#### RECORDS PROVIDED ####

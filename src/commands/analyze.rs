//! Handlers for `lumos analyze income|expense|dashboard`.

use crate::args::PeriodArgs;
use crate::commands::{month, plural, Out};
use crate::error::{ErrorType, IntoResult};
use crate::model::{CurrencyFormat, Month};
use crate::service::{self, Analysis, AnalysisFilter, Dashboard};
use crate::{Config, Result};

pub async fn analyze_income(config: Config, args: PeriodArgs) -> Result<Out<Analysis>> {
    let filter = filter(&config, &args)?;
    let analysis = service::income_analysis(config.db(), &filter)
        .await
        .pub_result(ErrorType::Database)?;
    Ok(Out::new(
        describe("Income", config.currency(), &analysis),
        analysis,
    ))
}

pub async fn analyze_expense(config: Config, args: PeriodArgs) -> Result<Out<Analysis>> {
    let filter = filter(&config, &args)?;
    let analysis = service::expense_analysis(config.db(), &filter)
        .await
        .pub_result(ErrorType::Database)?;
    Ok(Out::new(
        describe("Expenses", config.currency(), &analysis),
        analysis,
    ))
}

pub async fn dashboard(config: Config) -> Result<Out<Dashboard>> {
    let dashboard = service::dashboard(config.db(), config.owner())
        .await
        .pub_result(ErrorType::Database)?;
    let currency = config.currency();
    let mut message = format!(
        "{} documents, {} active sources. Last {} months: income {}, expenses {}, net {}",
        dashboard.total_documents,
        dashboard.active_sources.len(),
        dashboard.recent_documents.len(),
        currency.display(dashboard.total_income),
        currency.display(dashboard.total_expenses),
        currency.display(dashboard.net_income),
    );
    for document in &dashboard.recent_documents {
        message.push_str(&format!(
            "\n  {} {}: income {}, expenses {}, net {}",
            document.month_name(),
            document.year(),
            currency.display(document.summary().total_income()),
            currency.display(document.summary().total_expenses()),
            currency.display(document.net_income()),
        ));
    }
    Ok(Out::new(message, dashboard))
}

fn filter(config: &Config, args: &PeriodArgs) -> Result<AnalysisFilter> {
    let month = args.month().map(month).transpose()?;
    Ok(AnalysisFilter::new(config.owner(), args.year(), month))
}

fn describe(label: &str, currency: &CurrencyFormat, analysis: &Analysis) -> String {
    let mut message = format!(
        "{label}{}: {} over {} document{}, {} per document",
        period(analysis),
        currency.display(analysis.total),
        analysis.document_count,
        plural(analysis.document_count as usize),
        currency.display(analysis.average),
    );
    for c in &analysis.categories {
        message.push_str(&format!(
            "\n  {:<20} {:>16} ({} row{}, average {})",
            c.category,
            currency.display(c.total),
            c.count,
            plural(c.count as usize),
            currency.display(c.average),
        ));
    }
    message
}

/// ` in August 2025`, ` in 2025` or nothing, from the documents' common period.
fn period(analysis: &Analysis) -> String {
    let mut years: Vec<i32> = analysis.documents.iter().map(|d| d.year()).collect();
    years.dedup();
    let mut months: Vec<Month> = analysis.documents.iter().map(|d| d.month()).collect();
    months.dedup();
    match (years.as_slice(), months.as_slice()) {
        ([year], [month]) => format!(" in {month} {year}"),
        ([year], _) => format!(" in {year}"),
        _ => String::new(),
    }
}

#[cfg(test)]
mod tests {
    use super::*;
    use crate::args::SyncArgs;
    use crate::commands::sync;
    use crate::error::error_type;
    use crate::model::Amount;
    use crate::test::TestEnv;
    use crate::Mode;
    use std::str::FromStr;

    async fn synced_env() -> TestEnv {
        let env = TestEnv::new().await;
        env.add_source("Main", "seeded-analyze").await;
        sync(env.config(), Mode::Testing, SyncArgs::default())
            .await
            .unwrap();
        env
    }

    #[tokio::test]
    async fn test_analyze_expense_for_a_month() {
        let env = synced_env().await;
        let out = analyze_expense(env.config(), PeriodArgs::new(Some(2025), Some(8)))
            .await
            .unwrap();
        let analysis = out.structure().unwrap();
        assert_eq!(analysis.total, Amount::from_str("188700").unwrap());
        assert!(out.message().starts_with("Expenses in August 2025: Rp188.700"));
        assert_eq!(analysis.categories[0].category, "Food");
    }

    #[tokio::test]
    async fn test_analyze_income_all_time() {
        let env = synced_env().await;
        let out = analyze_income(env.config(), PeriodArgs::default())
            .await
            .unwrap();
        assert_eq!(out.structure().unwrap().document_count, 3);
        assert!(out.message().starts_with("Income in 2025: Rp15.650.000"));
    }

    #[tokio::test]
    async fn test_analyze_rejects_bad_month() {
        let env = TestEnv::new().await;
        let err = analyze_income(env.config(), PeriodArgs::new(None, Some(0)))
            .await
            .unwrap_err();
        assert_eq!(error_type(&err), Some(ErrorType::Request));
    }

    #[tokio::test]
    async fn test_dashboard() {
        let env = synced_env().await;
        let out = dashboard(env.config()).await.unwrap();
        let dashboard = out.structure().unwrap();
        assert_eq!(dashboard.recent_documents.len(), 3);
        assert!(out.message().contains("August 2025: income Rp5.250.000"));
    }
}
//! Implements the `Drive` trait with in-memory spreadsheets for testing purposes.
//!
//! Note: this is compiled even in the "production" version of this app so that we can run the whole
//! app, top-to-bottom, without using Google Drive.
//!
//! Folders live in process-wide state keyed by folder ID. A folder ID that has never been installed
//! resolves to a seeded folder of sample monthly budgets.

use crate::api::{Drive, DriveError, DriveFile, TRANSACTIONS};
use once_cell::sync::Lazy;
use std::collections::HashMap;
use std::sync::Mutex;

/// `None` marks a folder that does not exist.
static FOLDERS: Lazy<Mutex<HashMap<String, Option<TestFolder>>>> =
    Lazy::new(|| Mutex::new(HashMap::new()));

/// A spreadsheet with named tabs of cell values.
#[derive(Debug, Clone, Eq, PartialEq)]
pub(crate) struct TestSpreadsheet {
    pub(crate) id: String,
    pub(crate) name: String,
    pub(crate) tabs: Vec<(String, Vec<Vec<String>>)>,
}

impl TestSpreadsheet {
    pub(crate) fn new(
        id: impl Into<String>,
        name: impl Into<String>,
        tabs: Vec<(String, Vec<Vec<String>>)>,
    ) -> Self {
        Self {
            id: id.into(),
            name: name.into(),
            tabs,
        }
    }

    /// A spreadsheet with a Summary tab and a Transactions tab holding `grid`.
    pub(crate) fn budget(
        id: impl Into<String>,
        name: impl Into<String>,
        grid: Vec<Vec<String>>,
    ) -> Self {
        Self::new(
            id,
            name,
            vec![
                ("Summary".to_string(), Vec::new()),
                (TRANSACTIONS.to_string(), grid),
            ],
        )
    }
}

#[derive(Debug, Clone, Default, Eq, PartialEq)]
pub(crate) struct TestFolder {
    pub(crate) spreadsheets: Vec<TestSpreadsheet>,
}

impl TestFolder {
    pub(crate) fn new(spreadsheets: Vec<TestSpreadsheet>) -> Self {
        Self { spreadsheets }
    }

    /// Stores this folder under a new random ID and returns the ID.
    #[cfg(test)]
    pub(crate) fn install(self) -> String {
        let id = format!("folder-{}", uuid::Uuid::new_v4().simple());
        TestDrive::set_folder(&id, self);
        id
    }

    /// Returns a new random folder ID that does not exist.
    #[cfg(test)]
    pub(crate) fn install_missing() -> String {
        let id = format!("missing-{}", uuid::Uuid::new_v4().simple());
        if let Ok(mut folders) = FOLDERS.lock() {
            folders.insert(id.clone(), None);
        }
        id
    }
}

/// An implementation of `Drive` backed by process-wide in-memory folders.
#[derive(Debug, Default, Clone, Copy)]
pub(crate) struct TestDrive;

impl TestDrive {
    pub(crate) fn new() -> Self {
        Self
    }

    /// Replaces the contents of the folder `folder_id`.
    #[cfg(test)]
    pub(crate) fn set_folder(folder_id: &str, folder: TestFolder) {
        if let Ok(mut folders) = FOLDERS.lock() {
            folders.insert(folder_id.to_string(), Some(folder));
        }
    }

    /// A copy of the folder `folder_id`.
    pub(crate) fn folder(folder_id: &str) -> Result<TestFolder, DriveError> {
        let folders = FOLDERS
            .lock()
            .map_err(|e| DriveError::Decode(format!("test drive state is poisoned: {e}")))?;
        match folders.get(folder_id) {
            Some(Some(folder)) => Ok(folder.clone()),
            Some(None) => Err(DriveError::NotFound(format!("folder {folder_id}"))),
            None => Ok(seed_folder()),
        }
    }

    fn spreadsheet(spreadsheet_id: &str) -> Result<TestSpreadsheet, DriveError> {
        let folders = FOLDERS
            .lock()
            .map_err(|e| DriveError::Decode(format!("test drive state is poisoned: {e}")))?;
        folders
            .values()
            .flatten()
            .cloned()
            .chain(std::iter::once(seed_folder()))
            .flat_map(|f| f.spreadsheets)
            .find(|s| s.id == spreadsheet_id)
            .ok_or_else(|| DriveError::NotFound(format!("spreadsheet {spreadsheet_id}")))
    }
}

#[async_trait::async_trait]
impl Drive for TestDrive {
    async fn list_spreadsheets(&mut self, folder_id: &str) -> Result<Vec<DriveFile>, DriveError> {
        Ok(Self::folder(folder_id)?
            .spreadsheets
            .into_iter()
            .map(|s| DriveFile::new(s.id, s.name))
            .collect())
    }

    async fn sheet_names(&mut self, spreadsheet_id: &str) -> Result<Vec<String>, DriveError> {
        Ok(Self::spreadsheet(spreadsheet_id)?
            .tabs
            .into_iter()
            .map(|(name, _)| name)
            .collect())
    }

    async fn values(
        &mut self,
        spreadsheet_id: &str,
        tab: &str,
    ) -> Result<Vec<Vec<String>>, DriveError> {
        Self::spreadsheet(spreadsheet_id)?
            .tabs
            .into_iter()
            .find(|(name, _)| name == tab)
            .map(|(_, grid)| grid)
            .ok_or_else(|| DriveError::NotFound(format!("tab '{tab}' of {spreadsheet_id}")))
    }
}

/// Lays out expense and income rows side by side the way the monthly budget template does:
/// a title row, a blank row, the header row and then the data. Each row is
/// `(date, amount, description, category)`.
pub(crate) fn budget_grid(
    expenses: &[(&str, &str, &str, &str)],
    income: &[(&str, &str, &str, &str)],
) -> Vec<Vec<String>> {
    let header = ["Date", "Amount", "Description", "Category"];
    let mut grid: Vec<Vec<String>> = vec![
        Vec::new(),
        vec!["", "Expenses", "", "", "", "", "Income"]
            .into_iter()
            .map(String::from)
            .collect(),
        Vec::new(),
    ];
    let mut header_row = vec![String::new()];
    header_row.extend(header.iter().map(|s| s.to_string()));
    header_row.push(String::new());
    header_row.extend(header.iter().map(|s| s.to_string()));
    grid.push(header_row);

    for i in 0..expenses.len().max(income.len()) {
        let mut row = vec![String::new()];
        match expenses.get(i) {
            Some((d, a, desc, c)) => row.extend([d, a, desc, c].map(|s| s.to_string())),
            None => row.extend(std::iter::repeat(String::new()).take(4)),
        }
        row.push(String::new());
        if let Some((d, a, desc, c)) = income.get(i) {
            row.extend([d, a, desc, c].map(|s| s.to_string()));
        }
        grid.push(row);
    }
    grid
}

/// A small but complete month: three expenses, one without a category, and two income rows.
pub(crate) fn sample_budget_grid() -> Vec<Vec<String>> {
    budget_grid(
        &[
            ("1/8/2025", "Rp15.000", "Snacks", "Food"),
            ("3/8/2025", "Rp153.700", "Groceries", "Food"),
            ("20/8/2025", "Rp20.000", "Parking", ""),
        ],
        &[
            ("1/8/2025", "Rp5.000.000", "Paycheck", "Salary"),
            ("15/8/2025", "Rp250.000", "Side project", "Freelance"),
        ],
    )
}

/// The folder every unknown folder ID resolves to.
fn seed_folder() -> TestFolder {
    TestFolder::new(vec![
        TestSpreadsheet::budget(
            "seed-2025-06",
            "Monthly budget Jun 2025",
            budget_grid(
                &[
                    ("2/6/2025", "Rp1.500.000", "Rent", "Housing"),
                    ("9/6/2025", "Rp350.000", "Groceries", "Food"),
                    ("21/6/2025", "Rp75.000", "Cinema", "Fun"),
                ],
                &[("1/6/2025", "Rp5.000.000", "Paycheck", "Salary")],
            ),
        ),
        TestSpreadsheet::budget(
            "seed-2025-07",
            "Monthly budget Jul 2025",
            budget_grid(
                &[
                    ("2/7/2025", "Rp1.500.000", "Rent", "Housing"),
                    ("12/7/2025", "Rp410.500", "Groceries", "Food"),
                    ("18/7/2025", "Rp60.000", "Taxi", ""),
                ],
                &[
                    ("1/7/2025", "Rp5.000.000", "Paycheck", "Salary"),
                    ("30/7/2025", "Rp400.000", "Sold a bike", ""),
                ],
            ),
        ),
        TestSpreadsheet::budget("seed-2025-08", "Monthly budget Aug 2025", sample_budget_grid()),
        TestSpreadsheet::budget("seed-template", "Monthly budget template", sample_budget_grid()),
        TestSpreadsheet::new("seed-notes", "Shopping notes", Vec::new()),
    ])
}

####

ABOUT THIS TASK: Begin with the top line of the material and go as far as the line with "pub async fn analyze_income(config: Config, args: PeriodArgs)". Set down those lines exactly, both ends included, and nothing more.

RESPONSE BOX:
filename src/commands/analyze.rs
//! Handlers for `lumos analyze income|expense|dashboard`.

use crate::args::PeriodArgs;
use crate::commands::{month, plural, Out};
use crate::error::{ErrorType, IntoResult};
use crate::model::{CurrencyFormat, Month};
use crate::service::{self, Analysis, AnalysisFilter, Dashboard};
use crate::{Config, Result};

pub async fn analyze_income(config: Config, args: PeriodArgs) -> Result<Out<Analysis>> {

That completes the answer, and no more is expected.